U.P. Distillers Association Vs. CIT (Delhi High Court)
In this case Assessee urged that, in any event, the cancellation could not have been from inception but only from the date Parliament amended Section 12AA, i.e. from 01.10.2004.
HC held that that the cancellation of registration in this case could have related back only from the date of introduction of Section 12AA(3) i.e. with effect from 10.2014 and not earlier.
Full Text of the High Court Judgment / Order is as follows:-
1. The Assessee is aggrieved by an order of the Income-Tax Appellate Tribunal (ITAT) upholding the C.I.T’s determination that it was dis entitled to registration under Section 12AA as a Charitable Trust under the Income-Tax Act, 1961 (hereinafter referred to as the Act).2. The facts are that a search took place on 14.02.2006 in the premises of one Mr R.K.Miglani – who was the Secretary General of the UPDA/Assessee.
3. During the course of search, the statement of Shri Miglani was recorded under Section 132(4) of the Act. The statement was retracted but the retraction letter was filed after a considerable period of time, i.e., after two years on 03.03.2008.
4. In the meanwhile, the CIT cancelled the registration under Section 12AA (3), initially granted to the assessee, after considering the seized material and statements. That order was upheld by the ITAT.
5. Mr. S.Krishnan, learned counsel appearing on behalf of the Assessee firstly urged that the statement of Mr Miglani was made in the course of a search in respect of his own premises and not that of the Assessee/ Association. It was submitted that in such an event, the statement could not be attributable to the assessee nor could the materials indicated by Mr Miglani or the facts disclosed by him be the basis of the order cancelling the registration under Section 12AA.

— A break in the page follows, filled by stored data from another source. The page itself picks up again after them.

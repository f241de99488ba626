//! Dispatch API server binary.
//!
//! This binary creates the concrete database implementation and passes it
//! to the API server. The API layer remains agnostic of the storage backend.

use std::net::IpAddr;
use std::path::PathBuf;

use clap::Parser;
use dispatch::api::{self, ApiError, Config};
use dispatch::db::{Database, DbError, SqliteDatabase};
use dispatch::paths::get_db_path;
use miette::Diagnostic;
use thiserror::Error;

#[derive(Error, Diagnostic, Debug)]
enum BinaryError {
    #[error("Database error: {0}")]
    #[diagnostic(code(dispatch::binary::database))]
    Database(#[from] DbError),

    #[error("Failed to create data directory: {0}")]
    #[diagnostic(code(dispatch::binary::io))]
    Io(#[from] std::io::Error),

    #[error("API server error: {0}")]
    #[diagnostic(code(dispatch::binary::api))]
    Api(#[from] ApiError),
}

#[derive(Parser)]
#[command(name = "dispatch-api")]
#[command(author, version, about = "Taxi-dispatch management API server", long_about = None)]
struct Cli {
    /// Host address to bind to
    #[arg(long, default_value = "0.0.0.0")]
    host: IpAddr,

    /// Port to listen on
    #[arg(short, long, default_value = "3000")]
    port: u16,

    /// Database file path (defaults to XDG data directory: ~/.local/share/dispatch/dispatch.db)
    #[arg(long)]
    db: Option<PathBuf>,
}

#[tokio::main]
async fn main() -> Result<(), BinaryError> {
    let cli = Cli::parse();

    // Create the concrete database implementation
    let db_path = cli.db.unwrap_or_else(get_db_path);

    println!("Opening database at {:?}", db_path);

    // Ensure parent directory exists
    if let Some(parent) = db_path.parent() {
        std::fs::create_dir_all(parent)?;
    }

    let db = SqliteDatabase::open(&db_path).await?;

    // Run migrations before starting the server
    db.migrate().await?;
    println!("Database migrations complete");

    // Pass the abstract Database to the API layer
    api::run(
        Config {
            host: cli.host,
            port: cli.port,
        },
        db,
    )
    .await?;

    Ok(())
}
//! Credential verification.

use crate::db::{Database, Driver, DriverRepository};

use super::error::{ServiceError, ServiceResult};
use super::is_blank;

/// Hash a clear password to the stored SHA-256 hex digest.
pub fn hash_password(password: &str) -> String {
    use sha2::{Digest, Sha256};
    let mut hasher = Sha256::new();
    hasher.update(password.as_bytes());
    format!("{:x}", hasher.finalize())
}

/// Verifies login credentials against the driver table.
pub struct AuthService<'a, D: Database> {
    db: &'a D,
}

impl<'a, D: Database> AuthService<'a, D> {
    pub fn new(db: &'a D) -> Self {
        Self { db }
    }

    /// Verify credentials and return the matching driver.
    ///
    /// Blank credentials, unknown logins and wrong passwords all collapse
    /// into the same [`ServiceError::Authentication`] so callers cannot
    /// distinguish which check failed.
    pub async fn login(&self, login: &str, password: &str) -> ServiceResult<Driver> {
        if is_blank(login) || password.is_empty() {
            return Err(ServiceError::Authentication);
        }

        let Some(driver) = self.db.drivers().find_by_login(login).await? else {
            return Err(ServiceError::Authentication);
        };

        if driver.password_hash != hash_password(password) {
            return Err(ServiceError::Authentication);
        }

        Ok(driver)
    }
}
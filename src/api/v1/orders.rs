//! Dispatch-order handlers.

use axum::{
    Json,
    extract::{Path, Query, State},
    http::StatusCode,
};
use serde::{Deserialize, Serialize};
use tracing::instrument;
use utoipa::ToSchema;

use super::{ErrorReply, ErrorResponse, ListParams, error_response, reply};
use crate::api::AppState;
use crate::db::{Database, Id, Order, OrderStatus};
use crate::service::{NewOrder, OrderService};

// =============================================================================
// DTOs (Data Transfer Objects)
// =============================================================================

/// Order response DTO
#[derive(Serialize, ToSchema)]
pub struct OrderResponse {
    /// Unique identifier
    #[schema(example = 1)]
    pub id: Id,
    #[schema(example = 1)]
    pub car_id: Id,
    #[schema(example = 1)]
    pub driver_id: Id,
    #[schema(example = "Bob")]
    pub passenger_name: String,
    #[schema(example = "1 Main St")]
    pub pickup_address: String,
    #[schema(example = "42 Elm St")]
    pub dropoff_address: String,
    /// One of: open, in_progress, completed, cancelled
    #[schema(example = "open")]
    pub status: String,
    /// Creation timestamp
    #[schema(example = "2025-01-01 00:00:00")]
    pub created_at: String,
    /// Completion timestamp, set when the order is completed
    pub completed_at: Option<String>,
}

impl From<Order> for OrderResponse {
    fn from(o: Order) -> Self {
        Self {
            id: o.id,
            car_id: o.car_id,
            driver_id: o.driver_id,
            passenger_name: o.passenger_name,
            pickup_address: o.pickup_address,
            dropoff_address: o.dropoff_address,
            status: o.status.to_string(),
            created_at: o.created_at,
            completed_at: o.completed_at,
        }
    }
}

/// Create order request DTO
#[derive(Debug, Deserialize, ToSchema)]
pub struct CreateOrderRequest {
    #[schema(example = 1)]
    pub car_id: Id,
    #[schema(example = 1)]
    pub driver_id: Id,
    #[schema(example = "Bob")]
    pub passenger_name: String,
    #[schema(example = "1 Main St")]
    pub pickup_address: String,
    #[schema(example = "42 Elm St")]
    pub dropoff_address: String,
}

/// Update order request DTO
#[derive(Debug, Deserialize, ToSchema)]
pub struct UpdateOrderRequest {
    #[schema(example = "Bob")]
    pub passenger_name: String,
    #[schema(example = "1 Main St")]
    pub pickup_address: String,
    #[schema(example = "42 Elm St")]
    pub dropoff_address: String,
    /// One of: open, in_progress, completed, cancelled
    #[schema(example = "in_progress")]
    pub status: String,
}

#[derive(Serialize, ToSchema)]
pub struct PaginatedOrders {
    pub items: Vec<OrderResponse>,
    pub total: usize,
    pub limit: usize,
    pub offset: usize,
}

// =============================================================================
// Handlers
// =============================================================================

/// List all orders
#[utoipa::path(
    get,
    path = "/api/v1/orders",
    tag = "orders",
    params(ListParams),
    responses(
        (status = 200, description = "Paginated list of orders", body = PaginatedOrders),
        (status = 500, description = "Internal server error", body = ErrorResponse)
    )
)]
#[instrument(skip(state))]
pub async fn list_orders<D: Database>(
    State(state): State<AppState<D>>,
    Query(params): Query<ListParams>,
) -> Result<Json<PaginatedOrders>, ErrorReply> {
    let result = OrderService::new(state.db())
        .list(Some(&params.to_query()))
        .await
        .map_err(error_response)?;

    Ok(Json(PaginatedOrders {
        items: result.items.into_iter().map(OrderResponse::from).collect(),
        total: result.total,
        limit: result.limit.unwrap_or(50),
        offset: result.offset,
    }))
}

/// Get an order by id
#[utoipa::path(
    get,
    path = "/api/v1/orders/{id}",
    tag = "orders",
    params(
        ("id" = i64, Path, description = "Order id")
    ),
    responses(
        (status = 200, description = "Order found", body = OrderResponse),
        (status = 404, description = "Order not found", body = ErrorResponse),
        (status = 500, description = "Internal server error", body = ErrorResponse)
    )
)]
#[instrument(skip(state))]
pub async fn get_order<D: Database>(
    State(state): State<AppState<D>>,
    Path(id): Path<Id>,
) -> Result<Json<OrderResponse>, ErrorReply> {
    let order = OrderService::new(state.db())
        .get(id)
        .await
        .map_err(error_response)?;

    Ok(Json(OrderResponse::from(order)))
}

/// Create a new order
///
/// The order starts in `open` state; car and driver must exist
#[utoipa::path(
    post,
    path = "/api/v1/orders",
    tag = "orders",
    request_body = CreateOrderRequest,
    responses(
        (status = 201, description = "Order created", body = OrderResponse),
        (status = 400, description = "Missing or blank fields", body = ErrorResponse),
        (status = 404, description = "Car or driver not found", body = ErrorResponse),
        (status = 500, description = "Internal server error", body = ErrorResponse)
    )
)]
#[instrument(skip(state, req))]
pub async fn create_order<D: Database>(
    State(state): State<AppState<D>>,
    Json(req): Json<CreateOrderRequest>,
) -> Result<(StatusCode, Json<OrderResponse>), ErrorReply> {
    let order = OrderService::new(state.db())
        .create(&NewOrder {
            car_id: req.car_id,
            driver_id: req.driver_id,
            passenger_name: req.passenger_name,
            pickup_address: req.pickup_address,
            dropoff_address: req.dropoff_address,
        })
        .await
        .map_err(error_response)?;

    Ok((StatusCode::CREATED, Json(OrderResponse::from(order))))
}

/// Update an order
#[utoipa::path(
    put,
    path = "/api/v1/orders/{id}",
    tag = "orders",
    params(
        ("id" = i64, Path, description = "Order id")
    ),
    request_body = UpdateOrderRequest,
    responses(
        (status = 200, description = "Order updated", body = OrderResponse),
        (status = 400, description = "Missing fields or unknown status", body = ErrorResponse),
        (status = 404, description = "Order not found", body = ErrorResponse),
        (status = 500, description = "Internal server error", body = ErrorResponse)
    )
)]
#[instrument(skip(state, req))]
pub async fn update_order<D: Database>(
    State(state): State<AppState<D>>,
    Path(id): Path<Id>,
    Json(req): Json<UpdateOrderRequest>,
) -> Result<Json<OrderResponse>, ErrorReply> {
    let status: OrderStatus = req
        .status
        .parse()
        .map_err(|e: String| reply(StatusCode::BAD_REQUEST, e))?;

    let order = OrderService::new(state.db())
        .update(
            id,
            &req.passenger_name,
            &req.pickup_address,
            &req.dropoff_address,
            status,
        )
        .await
        .map_err(error_response)?;

    Ok(Json(OrderResponse::from(order)))
}

/// Complete an order
///
/// Transitions the order to `completed` and stamps the completion time
#[utoipa::path(
    post,
    path = "/api/v1/orders/{id}/complete",
    tag = "orders",
    params(
        ("id" = i64, Path, description = "Order id")
    ),
    responses(
        (status = 200, description = "Order completed", body = OrderResponse),
        (status = 400, description = "Order already completed or cancelled", body = ErrorResponse),
        (status = 404, description = "Order not found", body = ErrorResponse),
        (status = 500, description = "Internal server error", body = ErrorResponse)
    )
)]
#[instrument(skip(state))]
pub async fn complete_order<D: Database>(
    State(state): State<AppState<D>>,
    Path(id): Path<Id>,
) -> Result<Json<OrderResponse>, ErrorReply> {
    let order = OrderService::new(state.db())
        .complete(id)
        .await
        .map_err(error_response)?;

    Ok(Json(OrderResponse::from(order)))
}

/// Delete an order
#[utoipa::path(
    delete,
    path = "/api/v1/orders/{id}",
    tag = "orders",
    params(
        ("id" = i64, Path, description = "Order id")
    ),
    responses(
        (status = 204, description = "Order deleted"),
        (status = 404, description = "Order not found", body = ErrorResponse),
        (status = 500, description = "Internal server error", body = ErrorResponse)
    )
)]
#[instrument(skip(state))]
pub async fn delete_order<D: Database>(
    State(state): State<AppState<D>>,
    Path(id): Path<Id>,
) -> Result<StatusCode, ErrorReply> {
    OrderService::new(state.db())
        .delete(id)
        .await
        .map_err(error_response)?;

    Ok(StatusCode::NO_CONTENT)
}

6. Mr Krishnan also relied upon the judgment of this Court in Commissioner of Income Tax Central III versus M/s. Radico Khaitan Limited, P.(C) No. 7207/2008 decided on 13.07.2017 and the ITAT decision- pursuant to a remand order of this Court, rendered subsequently i.e. on 01.08.2017 in Mohan Meakin Limited versus Assistant Commissioner of Income Tax (ITA No. 3787/Del/2008 and connected batch of cases).
7. Radico Khaitan and Mohan Meakin were two assessees- ITAT dealt with the case of the Mohan Meakin in the batch of cases decided on 01.08.2017.
8. Radico Khaitan, on the other hand, approached the Settlement Commission, which had accepted his submissions surely but proceeded on some income basis of the search and seizure operation.
9. The Assessee urges that the ITAT has returned findings that the documents seized A –1 to A –10 series – and relied upon were “dumb documents” and, therefore, indebting credence to them, it was submitted that since in Radico and in Mohan Meakin, the approach of this Court and the Tribunal has been one of scepticism and disbelief, the Assessee/Association’s case too has to be treated similarly and the cancellation of its registration as a Charitable Trust under Section 12AA was unjustified.
10. It is lastly urged that, in any event, the cancellation could not have been from inception but only from the date Parliament amended Section 12AA, i.e. from 01.10.2004.
11. This Court has noticed that findings of the lower authorities are concurrent as to the submission that the statement was recorded in the course of search and seizure that did not concern the Assessee, the findings of the ITAT as well as the CIT are clearly to the contrary.
12. Although the premises in which the search took place belongs to Mr Miglani, there is no gainsaying the fact that he virtually ran the assessee’s activities as it is from the same premises. The information, which he provided in the course of the statement recorded on 14.02.2006, clearly pointed out to the activities of the Association and not his. Therefore, this Court is of the opinion that there is no infirmity with the findings recorded by the lower authorities.
13. So far as the reliance of the Assessee with respect to the findings in Radico are concerned, at the outset, what can be noticed is that the Court, therefore, was examining the findings of the Settlement Commission in writ proceedings. The jurisdiction of the Writ Court in such cases to intervene in proceedings in determination of the decision of the Settlement Commission, which are statutorily final are necessarily sacrosanct in terms of the various judgments of this Court, as noticed in that judgment, therefore, that decision does not confer any power to the Court in this case.
14. So far as the decision in Mohan Meakin with respect to the documents being characterized as “dumbed case” is concerned, the Court notices that some of them may overlap with the documents of the Assessee, but that itself is not determinative of their character or their credibility. The Court, based upon the materials on that case, so far as the Mohan Meakin is concerned, rendered its findings in the context of the facts of that case. Further, in paragraph 56 of that order, the Tribunal had expressly recorded that search proceedings took place in the context of Section 1 53A, in the very premises of Mr. Miglani, i.e. with respect to the Assessee.
15. In light of the above observations, the Court is of the opinion that there is no merit in the Appeal. However, it is clarified that the cancellation of registration in this case could have related back only from the date of introduction of Section 12AA(3) i.e. with effect from 10.2014 and not earlier.
16. The Appeal is dismissed but in terms of the above observations.